Certes, les couples homosexuels auront bientôt le droit de se marier. Le gouvernement l’avait déjà annoncé l’année dernière dans l’accord de coalition. Ils auront les mêmes droits que les conjoints hétérosexuels sur tous les points, sauf la filiation. Point d’adoption plénière pour eux. Pour le ministre de la Justice, François Biltgen (CSV), c’est une question d’impératif biologique.
Pour justifier cette décision, il se réfère à l’avis de l’Ombudscomité pour les droits de l’enfant qui souligne qu’il n’existe pas de droit à l’adoption pour les parents, mais qu’il faut toujours placer l’intérêt de l’enfant au centre des préoccupations. C’est pourquoi des enquêtes sociales poussées auprès des candidats sont primordiales. Vu sous cet angle-là, on a du mal à voir le lien avec l’orientation sexuel du couple de parents. Cela signifie-t-il que les enquêtes pourraient être moins approfondies pour les uns que pour les autres ?
Pour être plus clair encore, le ministre appuie son argumentation sur l’avis de la Commission nationale d’éthique qui, elle, est strictement opposée à l’adoption plénière pour les couples homosexuels. Pour des raisons d’ordre psychologique, car l’enfant a besoin d’un père et d’une mère pour pouvoir se développer mentalement et construire sa personnalité. Or, dans la pratique, l’adoption simple ne se distingue pas tellement d’une adoption plénière. En théorie, par l’adoption simple, l’enfant garde sa filiation d’origine avec ses parents biologiques et peut en principe maintenir des liens affectifs avec eux. L’existence de la famille d’origine en tant que personnes de référence serait donc – pour la Commission et le ministre – une garantie pour le développement mental de l’enfant qu’elles n’ont pas voulu garder ou dont elles ont été incapables de garantir la subsistance. Elles seraient donc considérées comme un rempart, un gage de protection de l’enfant. Cherchez la contradiction.

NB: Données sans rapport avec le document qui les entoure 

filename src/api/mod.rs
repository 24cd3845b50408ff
pub mod error;
pub mod handlers;
pub mod middleware;
pub mod list;
pub mod manage;
pub mod types;
pub mod upload;

// Re-export all types
pub use types::*;

// Re-export all handlers
pub use list::list_files;
pub use manage::{delete_file, rename_file};
pub use upload::upload_file;
pub mod file_service;
pub mod naming;
pub mod notifier;
pub mod progress;
pub mod storage;
pub mod upload_service;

En outre, l’argumentation de la Commission d’éthique sert aussi à maintenir la limitation à l’adoption simple aux personnes seules : comme l’enfant a besoin de père et mère pour pouvoir développer son identité sexuelle, on ne peut le laisser dans les mains d’un seul parent. On se souviendra de la condamnation de l’État luxembourgeois par les juges de Strasbourg en 2007 parce qu’il avait refusé la reconnaissance et la trans-position (demande en exequatur) d’une décision d’adoption plénière accordée par les tribunaux péruviens à une personne luxembourgeoise monoparentale. Pendant des années, l’enfant ne fut pas reconnu comme le sien à part entière et dut demander des autorisations de séjour à répétition. Dans son pays d’origine, il avait été orphelin, une adoption simple aurait donc été sans objet. Après l’arrêt de la Cour des droits de l’homme, certains pensaient que le gouvernement allait abolir cette distinction pour les personnes seules. Il n’en est rien, l’État s’est contenté de reconnaître la décision du juge péruvien et continue à être l’un des rares pays du Conseil de l’Europe à limiter le droit d’adopter pour les familles monoparentales.
L’adoption simple vaudra aussi pour les personnes pacsées, les couples en communauté de vie « stable », ainsi que pour la reconnaissance de l’enfant du conjoint. Pour ce dernier cas de figure, l’adoption pourra être révoquée par l’enfant lorsque les conditions ont changé, comme après le divorce par exemple.
Même si le gouvernement a capitulé et se rend peu à peu à l’évidence que la société a changé et que les familles ne répondent plus toujours aux critères traditionnels, il n’arrive toujours pas à se défaire d’un sentiment fondamentalement méfiant par rapport à toute forme de vie commune qui n’est pas scellée par le mariage classique et dont le couple n’est pas hétérosexuel.
Dans un monde idéal, les parents s’occupent avec attention de leur enfant et les pouvoirs publics se contentent de tracer le cadre pour leur permettre de s’épanouir.